Conservative versus early surgical treatment in the management of pyogenic spondylodiscitis: a systematic review and meta-analysis

Affiliations
Meta-Analysis

Conservative versus early surgical treatment in the management of pyogenic spondylodiscitis: a systematic review and meta-analysis

Santhosh G Thavarajasingam et al. Sci Rep. .

Abstract

Spondylodiscitis is the commonest spine infection, and pyogenic spondylodiscitis is the most common subtype. Whilst antibiotic therapy is the mainstay of treatment, some advocate that early surgery can improve mortality, relapse rates, and length of stay. Given that the condition carries a high mortality rate of up to 20%, the most effective treatment must be identified. We aimed to compare the mortality, relapse rate, and length of hospital stay of conservative versus early surgical treatment of pyogenic spondylodiscitis. All major databases were searched for original studies, which were evaluated using a qualitative synthesis, meta-analyses, influence, and regression analyses. The meta-analysis, with an overall pooled sample size of 10,954 patients from 21 studies, found that the pooled mortality among the early surgery patient subgroup was 8% versus 13% for patients treated conservatively.
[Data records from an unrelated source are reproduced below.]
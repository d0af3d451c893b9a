//! Text Primitives
//!
//! Char-safe helpers used by the gateway (prefix bounds on outbound payloads),
//! the session (selection tracking), and the suggestion engine (literal
//! replacement). All offsets here count Unicode scalar values, not bytes, so
//! a range taken from an editor never splits a multi-byte character.

use serde::{Deserialize, Serialize};

use crate::error::{CoreError, CoreResult};

/// Return the longest prefix of `text` holding at most `max_chars` chars.
pub fn truncate_chars(text: &str, max_chars: usize) -> &str {
    match text.char_indices().nth(max_chars) {
        Some((byte_idx, _)) => &text[..byte_idx],
        None => text,
    }
}

/// Replace the first literal occurrence of `needle` in `haystack`.
///
/// Matching is exact: no regex, no case folding. Returns `None` when the
/// needle is empty or absent, leaving the caller's text untouched.
pub fn replace_first(haystack: &str, needle: &str, replacement: &str) -> Option<String> {
    if needle.is_empty() {
        return None;
    }
    let start = haystack.find(needle)?;
    let mut out = String::with_capacity(haystack.len() - needle.len() + replacement.len());
    out.push_str(&haystack[..start]);
    out.push_str(replacement);
    out.push_str(&haystack[start + needle.len()..]);
    Some(out)
}

/// A half-open `[start, end)` range of char offsets into a document.
#[derive(Debug, Clone, Copy, PartialEq, Eq, Serialize, Deserialize)]
pub struct TextRange {
    pub start: usize,
    pub end: usize,
}

impl TextRange {
    /// Create a range, rejecting `end < start`.
    pub fn new(start: usize, end: usize) -> CoreResult<Self> {
        if end < start {
            return Err(CoreError::validation(format!(
                "range end {} is before start {}",
                end, start
            )));
        }
        Ok(Self { start, end })
    }

    pub fn len(&self) -> usize {
        self.end - self.start
    }

    pub fn is_empty(&self) -> bool {
        self.start == self.end
    }

    /// Borrow the substring this range covers.
    ///
    /// Fails when the range runs past the end of `text`.
    pub fn slice<'a>(&self, text: &'a str) -> CoreResult<&'a str> {
        let total = text.chars().count();
        if self.end > total {
            return Err(CoreError::validation(format!(
                "range {}..{} exceeds text length {}",
                self.start, self.end, total
            )));
        }
        let byte_at = |char_idx: usize| {
            text.char_indices()
                .nth(char_idx)
                .map(|(i, _)| i)
                .unwrap_or(text.len())
        };
        Ok(&text[byte_at(self.start)..byte_at(self.end)])
    }
}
The mean proportion of relapse/failure among the early surgery subgroup was 15% versus 21% for the conservative treatment subgroup. Further, it concluded that early surgical treatment, when compared to conservative management, is associated with a 40% and 39% risk reduction in relapse/failure rate and mortality rate, respectively, and a 7.75 days per patient reduction in length of hospital stay (p < 0.01). The meta-analysis demonstrated that early surgical intervention consistently significantly outperforms conservative management in relapse/failure and mortality rates, and length of stay, in patients with pyogenic spondylodiscitis.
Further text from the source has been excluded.